Qu’est-ce qu’il dit en effet, le...
Actualités
Point de vue - La main change, mais pas le mot d’ordre 29 mai, la nouvelle capitulation
Par ISSA Jean, le 19 mai 2005 à 00h00
La soumission. Pour beaucoup de gens, des peuplades entières, ça ne pose aucun problème. Au doigt et à l’œil, gratis, ils obéissent. Disponibles comme des corps inertes, « perinde ac cadaver », disent les jésuites. Et, comme des cadavres ou des marionnettes, incapables de voir, de savoir qui les manipule. Totalement indifférents, pourvu que la confortable routine de la docilité ne soit pas dérangée. Le Syrien parti, le « mot d’ordre » reste. C’est donc un double bonheur, pour le maître du perchoir de se trouver, juste à point, juste à temps, un nouveau maître. Qui non seulement lui épargne les affres d’une liberté d’électron dont il ne saurait que faire. Mais aussi, mais surtout, lui permet de conserver en totalité, et même avec bonus, son duché parlementaire.

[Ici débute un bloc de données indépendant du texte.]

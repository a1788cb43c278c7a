use crate::{BoxError, RequestContext, ResponseBody};
use async_trait::async_trait;
use http::Response;

pub type HandlerResult = Result<Response<ResponseBody>, BoxError>;

pub type BoxHandler = Box<dyn RequestHandler>;

/// One step of request handling: a middleware wrapping another handler, or the final action.
///
/// Errors are returned, never written: the outermost
/// [`Recover`](crate::middleware::Recover) step turns them into responses.
#[async_trait]
pub trait RequestHandler: Send + Sync {
    async fn invoke(&self, req: &mut RequestContext) -> HandlerResult;
}

#[async_trait]
impl<H: RequestHandler + ?Sized> RequestHandler for Box<H> {
    async fn invoke(&self, req: &mut RequestContext) -> HandlerResult {
        (**self).invoke(req).await
    }
}
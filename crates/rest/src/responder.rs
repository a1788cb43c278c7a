//! Turns handler outcomes into HTTP responses.
//!
//! Errors are answered with their message as a plain text body. The status comes
//! from [`HttpError`] when the error is one, and is `500` otherwise.

use crate::{BoxError, HttpError, Payload, ResponseBody};
use http::header::{CONTENT_TYPE, X_CONTENT_TYPE_OPTIONS};
use http::{HeaderValue, Response, StatusCode};
use micro_codec::{Codec, CodecExt};
use std::any::Any;
use std::error::Error;
use tracing::{debug, error};

const INTERNAL_ERROR_MESSAGE: &str = "internal server error";

/// Encodes `payload` with `codec` into a `200 OK` response.
pub(crate) fn payload_response(codec: &dyn Codec, payload: &Payload) -> Result<Response<ResponseBody>, BoxError> {
    let bytes = codec.encode_bytes(payload)?;
    let mut response = Response::new(ResponseBody::once(bytes));
    response.headers_mut().insert(CONTENT_TYPE, HeaderValue::from_str(codec.mime_type())?);
    Ok(response)
}

/// Builds the response for an error returned by a handler.
pub fn error_response(error: &(dyn Error + Send + Sync + 'static)) -> Response<ResponseBody> {
    match error.downcast_ref::<HttpError>() {
        Some(http_error) => text_response(http_error.status(), http_error.message().to_owned()),
        None => text_response(StatusCode::INTERNAL_SERVER_ERROR, error.to_string()),
    }
}

/// Builds the response for a panic caught while handling a request.
///
/// A panic raised with an [`HttpError`] payload keeps its status, anything else
/// is a `500` whose details are only logged.
pub fn panic_response(panic: Box<dyn Any + Send>) -> Response<ResponseBody> {
    match panic.downcast::<HttpError>() {
        Ok(http_error) => text_response(http_error.status(), http_error.message().to_owned()),
        Err(panic) => {
            error!(panic = %panic_message(panic.as_ref()), "handler panicked");
            text_response(StatusCode::INTERNAL_SERVER_ERROR, INTERNAL_ERROR_MESSAGE.to_owned())
        }
    }
}

fn panic_message(panic: &(dyn Any + Send)) -> &str {
    if let Some(message) = panic.downcast_ref::<&'static str>() {
        message
    } else if let Some(message) = panic.downcast_ref::<String>() {
        message
    } else {
        "unknown panic"
    }
}

pub(crate) fn text_response(status: StatusCode, message: String) -> Response<ResponseBody> {
    if status.is_server_error() {
        error!(status = status.as_u16(), reason = %message, "request failed");
    } else {
        debug!(status = status.as_u16(), reason = %message, "request rejected");
    }

    let mut response = Response::new(ResponseBody::from(message));
    *response.status_mut() = status;
    let headers = response.headers_mut();
    if let Ok(content_type) = HeaderValue::from_str(mime::TEXT_PLAIN_UTF_8.as_ref()) {
        headers.insert(CONTENT_TYPE, content_type);
    }
    headers.insert(X_CONTENT_TYPE_OPTIONS, HeaderValue::from_static("nosniff"));
    response
}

Qu’est-ce qu’il dit en effet, le président de la Chambre libanaise, le premier représentant du « peuple souverain » ? Qu’il ne faut pas regarder dans sa direction ou lui en vouloir : le maintien absurde des délais, donc de la dangereuse iniquité 2000 est exigée, imposée, par les Franco-Américains. S’il y avait une quelconque loi sensée dans ce pays, un tel aveu de « responsable élu » ne serait pas passé sans censure. Politique et nationale.

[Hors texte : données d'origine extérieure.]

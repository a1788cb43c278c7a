use crate::middleware::Middleware;
use crate::responder::{error_response, panic_response};
use crate::{BoxHandler, HandlerResult, RequestContext, RequestHandler};
use async_trait::async_trait;
use futures::FutureExt;
use std::panic::AssertUnwindSafe;

/// Answers errors and panics of the inner handlers.
///
/// After this step a request always has a response: errors are mapped by
/// [`error_response`] and panics by [`panic_response`].
#[derive(Debug, Clone, Copy, Default)]
pub struct Recover;

impl Middleware for Recover {
    fn decorate(&self, next: BoxHandler) -> BoxHandler {
        Box::new(RecoverHandler { next })
    }
}

struct RecoverHandler {
    next: BoxHandler,
}

#[async_trait]
impl RequestHandler for RecoverHandler {
    async fn invoke(&self, req: &mut RequestContext) -> HandlerResult {
        match AssertUnwindSafe(self.next.invoke(req)).catch_unwind().await {
            Ok(Ok(response)) => Ok(response),
            Ok(Err(e)) => Ok(error_response(e.as_ref())),
            Err(panic) => Ok(panic_response(panic)),
        }
    }
}

#[cfg(test)]
mod tests {
    use super::Recover;
    use crate::middleware::Chain;
    use crate::middleware::tests::context;
    use crate::{HandlerResult, HttpError, RequestContext, RequestHandler};
    use async_trait::async_trait;
    use http::{Method, StatusCode};

    struct Failing;

    #[async_trait]
    impl RequestHandler for Failing {
        async fn invoke(&self, _req: &mut RequestContext) -> HandlerResult {
            Err(HttpError::bad_request("nope").into())
        }
    }

    struct Panicking;

    #[async_trait]
    impl RequestHandler for Panicking {
        async fn invoke(&self, _req: &mut RequestContext) -> HandlerResult {
            panic!("boom")
        }
    }

    #[tokio::test(flavor = "multi_thread", worker_threads = 1)]
    async fn errors_become_responses() {
        let handler = Chain::new().with(Recover).then(Failing);
        let response = handler.invoke(&mut context(Method::GET, "/")).await.unwrap();
        assert_eq!(response.status(), StatusCode::BAD_REQUEST);
    }

    #[tokio::test(flavor = "multi_thread", worker_threads = 1)]
    async fn panics_become_internal_errors() {
        let handler = Chain::new().with(Recover).then(Panicking);
        let response = handler.invoke(&mut context(Method::GET, "/")).await.unwrap();
        assert_eq!(response.status(), StatusCode::INTERNAL_SERVER_ERROR);
    }
}
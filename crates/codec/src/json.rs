use crate::{Codec, CodecError, Decoder, Encoder, Payload};
use std::io::{Read, Write};

pub const JSON_MIME_TYPE: &str = "application/json";

/// JSON codec, stateless so it can be shared between requests.
#[derive(Debug, Default, Clone, Copy)]
pub struct Json;

struct JsonEncoder<'w> {
    sink: &'w mut dyn Write,
}

struct JsonDecoder<'r> {
    source: &'r mut dyn Read,
}

impl Codec for Json {
    fn mime_type(&self) -> &str {
        JSON_MIME_TYPE
    }

    fn encoder<'w>(&self, sink: &'w mut dyn Write) -> Box<dyn Encoder + 'w> {
        Box::new(JsonEncoder { sink })
    }

    fn decoder<'r>(&self, source: &'r mut dyn Read) -> Box<dyn Decoder + 'r> {
        Box::new(JsonDecoder { source })
    }
}

impl Encoder for JsonEncoder<'_> {
    fn encode(&mut self, value: &Payload) -> Result<(), CodecError> {
        serde_json::to_writer(&mut *self.sink, value)?;
        Ok(())
    }
}

impl Decoder for JsonDecoder<'_> {
    fn decode(&mut self) -> Result<Payload, CodecError> {
        Ok(serde_json::from_reader(&mut *self.source)?)
    }
}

Dire une chose, faire son contraire. Tout le monde y prend goût, ces jours-ci. Feltman ne cesse de répéter qu’il ne s’immisce pas. Mais se démène comme un beau diable, en démarchant chaque jour plusieurs pôles, en multipliant les déclarations fleuves sur la « liberté de décision » des Libanais. Empêchés, à la source, de fixer la date de leur chant. Et d’en écrire la partition, composée en 2000 par le chef d’orchestre syrien.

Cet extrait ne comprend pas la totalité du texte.